■ WHAT TO DO
Copy every line of the data that includes the string "logging".
START RECORDS SHOWN
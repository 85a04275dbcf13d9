use std::path::PathBuf;

use clap::Args;
use metronome_config::MetronomeConfig;
use metronome_scheduler::SchedulerConfig;

use logging::LoggerOptions;

/// Config sources shared by every subcommand.
#[derive(Debug, Clone, Default, Args)]
pub struct ConfigArgs {
    /// Configuration file; repeat to layer files (later ones win)
    #[arg(short, long = "config", value_name = "FILE")]
    pub configs: Vec<PathBuf>,

    /// Override a setting, e.g. `scheduler.single_run=true`
    #[arg(short = 'o', long = "option", value_name = "SECTION.OPTION=VALUE")]
    pub options: Vec<String>,
}

impl ConfigArgs {
    /// Files to load: the user config file (if present) first, then the
    /// files given on the command line.
    pub fn config_paths(&self, user_config: Option<PathBuf>) -> Vec<PathBuf> {
        user_config
            .filter(|p| p.exists())
            .into_iter()
            .chain(self.configs.iter().cloned())
            .collect()
    }
}

/// Flags of the `run` subcommand.
#[derive(Debug, Clone, Default, Args)]
pub struct RunArgs {
    #[command(flatten)]
    pub config: ConfigArgs,

    /// Run one loop iteration and exit
    #[arg(long)]
    pub single_run: bool,

    /// Log level (error, warn, info, debug, trace)
    #[arg(long, value_name = "LEVEL")]
    pub log_level: Option<String>,

    /// Directory for rolling log files
    #[arg(long, value_name = "DIR")]
    pub log_dir: Option<PathBuf>,

    /// Human-readable console output instead of JSON lines
    #[arg(long)]
    pub no_json: bool,
}

impl RunArgs {
    /// Command-line flags expressed as setting overrides, applied after
    /// any explicit `--option`.
    pub fn options(&self) -> Vec<String> {
        let mut options = self.config.options.clone();
        if self.single_run {
            options.push("scheduler.single_run=true".to_string());
        }
        if let Some(level) = &self.log_level {
            options.push(format!("logging.level={level}"));
        }
        if let Some(dir) = &self.log_dir {
            options.push(format!("logging.dir={}", dir.display()));
        }
        if self.no_json {
            options.push("logging.json=false".to_string());
        }
        options
    }
}

pub fn to_scheduler_config(config: &MetronomeConfig) -> SchedulerConfig {
    SchedulerConfig {
        maximum_timer_slack: config.maximum_timer_slack(),
        minimum_downtime_duration: config.minimum_downtime_duration(),
        debug_mode: config.debug_mode(),
        single_run: config.single_run(),
    }
}

pub fn to_logger_options(config: &MetronomeConfig) -> LoggerOptions {
    let logging = config.logging.clone().unwrap_or_default();
    LoggerOptions {
        level: config.log_level().to_string(),
        log_dir: logging.dir.map(PathBuf::from),
        json: logging.json.unwrap_or(true),
        ..LoggerOptions::default()
    }
}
END RECORDS SHOWN
■ TASK SOLUTION
use logging::LoggerOptions;
            options.push(format!("logging.level={level}"));
            options.push(format!("logging.dir={}", dir.display()));
            options.push("logging.json=false".to_string());
    let logging = config.logging.clone().unwrap_or_default();
        log_dir: logging.dir.map(PathBuf::from),
        json: logging.json.unwrap_or(true),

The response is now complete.